These Shameful Seven Republican senators helped pay for the racist attack ads against the Tea Party by the Thad Cochran campaign. Senator Rob Portman has since distanced himself from the racist attack ads.
But what about the remaining six senators?
Missouri Republican Party Chairman Ed Martin is calling on the GOP to censure Henry Barbour over his racist attack ads against the Tea Party.
The Daily Caller reported:
I read with some relief news reports from Mississippi in which a Democrat activist claims responsibility for running ads invoking the KKK to help Republican Thad Cochran. While the story is a bit convenient, I was relieved that voters can once again see that Democrats are the party of racially divisive messages. My relief was tempered, however, by the acknowledgement by Henry Barbour, a fellow member of the Republican National Committee and the Republican Committeeman from Mississippi, that he and his PAC paid for other racist political pieces in the Mississippi primary runoff.
I’ve been asked why I’m involved in Mississippi.

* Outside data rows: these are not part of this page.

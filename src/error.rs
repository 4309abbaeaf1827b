use reqwest::StatusCode;
use serde::Deserialize;
use serde_json::Value;
use std::time::Duration;
use thiserror::Error;

pub type Result<T> = std::result::Result<T, Error>;

/// Details attached to an error returned by the API.
#[derive(Debug, Clone, Default, PartialEq)]
pub struct ApiErrorInfo {
    pub status: u16,
    pub code: Option<String>,
    pub message: String,
    pub request_id: Option<String>,
    pub details: Value,
}

impl std::fmt::Display for ApiErrorInfo {
    fn fmt(&self, f: &mut std::fmt::Formatter<'_>) -> std::fmt::Result {
        f.write_str(&self.message)?;
        match (self.status, &self.request_id) {
            (0, None) => Ok(()),
            (0, Some(id)) => write!(f, " (request {id})"),
            (status, None) => write!(f, " (status {status})"),
            (status, Some(id)) => write!(f, " (status {status}, request {id})"),
        }
    }
}

#[derive(Error, Debug)]
pub enum Error {
    #[error("authentication failed: {0}")]
    Authentication(ApiErrorInfo),

    #[error("not authorized: {0}")]
    Authorization(ApiErrorInfo),

    #[error("not found: {0}")]
    NotFound(ApiErrorInfo),

    #[error("validation failed: {0}")]
    Validation(ApiErrorInfo),

    #[error("rate limited: {info}")]
    RateLimited {
        info: ApiErrorInfo,
        retry_after: Option<Duration>,
    },

    #[error("server error: {0}")]
    Server(ApiErrorInfo),

    #[error("API error: {0}")]
    Api(ApiErrorInfo),

    #[error("HTTP error: {0}")]
    Http(#[from] reqwest::Error),

    #[error("JSON error: {0}")]
    Json(#[from] serde_json::Error),

    #[error("invalid configuration: {0}")]
    Configuration(String),

    #[error("malformed webhook payload: {0}")]
    MalformedPayload(String),
}

#[derive(Deserialize, Default)]
struct ErrorEnvelope {
    #[serde(default)]
    error: Option<ErrorBody>,
    #[serde(default)]
    meta: Option<ErrorMeta>,
}

#[derive(Deserialize)]
struct ErrorBody {
    code: Option<String>,
    message: Option<String>,
    #[serde(default)]
    details: Value,
}

#[derive(Deserialize)]
#[serde(rename_all = "camelCase")]
struct ErrorMeta {
    request_id: Option<String>,
}

impl Error {
    /// Map a non-success response to the matching variant.
    pub fn from_response(status: StatusCode, body: &[u8], retry_after: Option<Duration>) -> Self {
        let envelope: ErrorEnvelope = serde_json::from_slice(body).unwrap_or_default();
        let (code, message, details) = match envelope.error {
            Some(e) => (e.code, e.message, e.details),
            None => (None, None, Value::Null),
        };
        let info = ApiErrorInfo {
            status: status.as_u16(),
            code,
            message: message.unwrap_or_else(|| {
                format!("HTTP {}", status.canonical_reason().unwrap_or("error"))
            }),
            request_id: envelope.meta.and_then(|m| m.request_id),
            details,
        };

        match status.as_u16() {
            400 | 422 => Error::Validation(info),
            401 => Error::Authentication(info),
            403 => Error::Authorization(info),
            404 => Error::NotFound(info),
            429 => Error::RateLimited { info, retry_after },
            500..=599 => Error::Server(info),
            _ => Error::Api(info),
        }
    }

    /// Client-side validation failure, raised before any request is sent.
    pub fn validation(message: impl Into<String>) -> Self {
        Error::Validation(ApiErrorInfo {
            message: message.into(),
            ..Default::default()
        })
    }

    pub fn is_retryable(&self) -> bool {
        match self {
            Error::RateLimited { .. } | Error::Server(_) => true,
            Error::Http(e) => e.is_timeout() || e.is_connect(),
            _ => false,
        }
    }

    pub fn retry_after(&self) -> Option<Duration> {
        match self {
            Error::RateLimited { retry_after, .. } => *retry_after,
            _ => None,
        }
    }

    fn info(&self) -> Option<&ApiErrorInfo> {
        match self {
            Error::Authentication(i)
            | Error::Authorization(i)
            | Error::NotFound(i)
            | Error::Validation(i)
            | Error::Server(i)
            | Error::Api(i)
            | Error::RateLimited { info: i, .. } => Some(i),
            _ => None,
        }
    }

    /// HTTP status of an API error; `None` for local failures.
    pub fn status_code(&self) -> Option<u16> {
        match self {
            Error::Http(e) => e.status().map(|s| s.as_u16()),
            _ => self.info().map(|i| i.status).filter(|s| *s != 0),
        }
    }

    pub fn request_id(&self) -> Option<&str> {
        self.info().and_then(|i| i.request_id.as_deref())
    }
}

#[cfg(test)]
mod tests {
    use super::*;

    const BODY: &[u8] = br#"{
        "success": false,
        "error": {"code": "TRACK_NOT_FOUND", "message": "Track does not exist", "details": {"id": "trk_1"}},
        "meta": {"requestId": "req_42"}
    }"#;

    #[test]
    fn maps_status_codes_to_variants() {
        let cases: [(u16, fn(&Error) -> bool); 7] = [
            (400, |e| matches!(e, Error::Validation(_))),
            (401, |e| matches!(e, Error::Authentication(_))),
            (403, |e| matches!(e, Error::Authorization(_))),
            (404, |e| matches!(e, Error::NotFound(_))),
            (429, |e| matches!(e, Error::RateLimited { .. })),
            (503, |e| matches!(e, Error::Server(_))),
            (418, |e| matches!(e, Error::Api(_))),
        ];
        for (status, check) in cases {
            let err = Error::from_response(StatusCode::from_u16(status).unwrap(), BODY, None);
            assert!(check(&err), "status {status} mapped to {err:?}");
            assert_eq!(err.status_code(), Some(status));
        }
    }

    #[test]
    fn extracts_envelope_fields() {
        let err = Error::from_response(StatusCode::NOT_FOUND, BODY, None);
        assert_eq!(err.request_id(), Some("req_42"));
        let Error::NotFound(info) = &err else {
            panic!("expected NotFound, got {err:?}");
        };
        assert_eq!(info.code.as_deref(), Some("TRACK_NOT_FOUND"));
        assert_eq!(info.message, "Track does not exist");
        assert_eq!(info.details["id"], "trk_1");
        assert_eq!(
            err.to_string(),
            "not found: Track does not exist (status 404, request req_42)"
        );
    }

    #[test]
    fn non_json_body_falls_back_to_reason() {
        let err = Error::from_response(StatusCode::BAD_GATEWAY, b"<html>oops</html>", None);
        assert_eq!(err.to_string(), "server error: HTTP Bad Gateway (status 502)");
        assert!(err.request_id().is_none());
    }

    #[test]
    fn retryable_classification() {
        let limited = Error::from_response(
            StatusCode::TOO_MANY_REQUESTS,
            b"{}",
            Some(Duration::from_secs(2)),
        );
        assert!(limited.is_retryable());
        assert_eq!(limited.retry_after(), Some(Duration::from_secs(2)));

        assert!(Error::from_response(StatusCode::INTERNAL_SERVER_ERROR, b"", None).is_retryable());
        assert!(!Error::from_response(StatusCode::UNAUTHORIZED, b"", None).is_retryable());
        assert!(!Error::MalformedPayload("x".into()).is_retryable());
    }

    #[test]
    fn local_validation_has_no_status() {
        let err = Error::validation("url is required");
        assert_eq!(err.status_code(), None);
        assert_eq!(err.to_string(), "validation failed: url is required");
    }
}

I’m not. I’m involved in Missouri, where the use of racist political ads is a common Democratic campaign trick. The most relevant was in 2004, when the George Soros-funded 527 organization, America Coming Together, distributed a flyer with an image of a black man being hosed by a white fireman. The text next to the image linked U.S. Attorney General John Ashcroft (a Missouri Republican) with an effort to keep African American voters from the polls:
It was despicable, and Missouri Republicans quickly condemned both the lie and the language.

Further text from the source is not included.